If Abraham's righteous and he lies about his wife being his sister, then we should do the same thing. It's kinda what we talked about before with the, uh, personalizing and description and prescription. Five. Most of the Old Testament characters are far from perfect and so are their actions. Number six, we are not always told at the end of a narrative.
What happened was, good or bad, we should be able to judge this from what God has taught us elsewhere in the scriptures. So there's not always commentary on how bad it was, but the scriptures tell us if that was bad or not. So when the Book of Jonah ends and Jonah doesn't seem to be very repentant, you can know that God is angry with him.
His judgment is on him, not because it says, and therefore because Jonah did this God judgment. It just, we know because that's how God relates to people. Number seven, every narrative is incomplete. Only relevant details are given, so the authors just letting us know what was most important. So a, a lack of, of part of the story is not evidence that it's false or anything else like that, right?
Like Moses put a staff in the water and the Red Sea parted. Well, it didn't tell us how, so I don't believe that story. Well, it wasn't supposed to tell us how, first of all, it's supernatural. And secondly, it wasn't important in the narrative. The, their narratives important is the Israelites crossed the Red Sea on dry ground.
Not well. What happened to the crustaceans that were on the ground? Or what, what was there? Were there whales? What if someone jumped in the water? What would've happened to them? I don't know. It doesn't tell us. Uh, number eight, narratives are not written to answer every theological question. They have particular specif specific issues they deal with.
Number nine, what God commanded and permits are not the same thing Sometimes what God permits. What God commands are not the same thing. For instance, does God permit divorce in the Old Testament? Yes, Malachi two 16, but guess what? He hates it. He sometimes permits a broken and foolish people to do broken and foolish things because even though he's moving them closer to holiness, he recognizes that in their brokenness, he creates these permissions for them to.

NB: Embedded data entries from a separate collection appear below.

//! Backend gateway HTTP client.
//!
//! One client covers the IAM, trip, payment, and booking services behind the
//! gateway. Every call except login carries the caller's bearer token; the
//! token belongs to the signed-in operator, not to this server.

use reqwest::{RequestBuilder, StatusCode};
use serde::Serialize;
use serde::de::DeserializeOwned;

use crate::editor::SavedTransit;

use super::error::GatewayError;
use super::types::{
    BookingDto, Envelope, LoginRequest, LoginResponse, PageQuery, Paged, StatisticPointDto,
    TransactionDto, TransitPointDto, TransitPointInput, TripDetailsDto, TripDto, TripScheduleDto,
    UserAuthority, WalletCommandDto,
};

/// How much response body to keep in decode errors.
const ERROR_BODY_LIMIT: usize = 500;

/// Default request timeout in seconds.
const DEFAULT_TIMEOUT_SECS: u64 = 30;

/// Configuration for the gateway client.
#[derive(Debug, Clone)]
pub struct GatewayConfig {
    /// Base URL of the gateway (no trailing slash)
    pub base_url: String,
    /// Request timeout in seconds
    pub timeout_secs: u64,
}

impl GatewayConfig {
    /// Create a new config pointing at the given gateway.
    pub fn new(base_url: impl Into<String>) -> Self {
        Self {
            base_url: base_url.into(),
            timeout_secs: DEFAULT_TIMEOUT_SECS,
        }
    }

    /// Set request timeout.
    pub fn with_timeout(mut self, secs: u64) -> Self {
        self.timeout_secs = secs;
        self
    }
}

/// Typed client for the backend gateway.
#[derive(Debug, Clone)]
pub struct GatewayClient {
    http: reqwest::Client,
    base_url: String,
}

Abide while still trying to grow them. And lastly, God is always the hero of all biblical narratives and all find their purpose and meaning in Jesus. God is always the hero. They find their ultimate meaning in Jesus. My hope is that this conversation, we're able to share it and use it, but also just to equip ourselves to know that as these questions come up, give us a foundation as we jump into these really difficult questions that the Bible brings up, that we maybe you've spent your whole life avoiding them or shying away from them, or just praying that no one ever.
Asks you, or maybe it's brought some questions for you yourself. So I, I'm, I'm excited to walk through this process with you guys. Again, if you guys need these notes, you can email me, chris@dadtire.com. I'll shoot those over to you and I'm, I'm excited just to kind of study God's word with you and to get some great answers to difficult questions and to be men who are able to live those things out and to, to have an answer, as Peter says, for the hope that lies within us.
Excited to do this journey with you guys.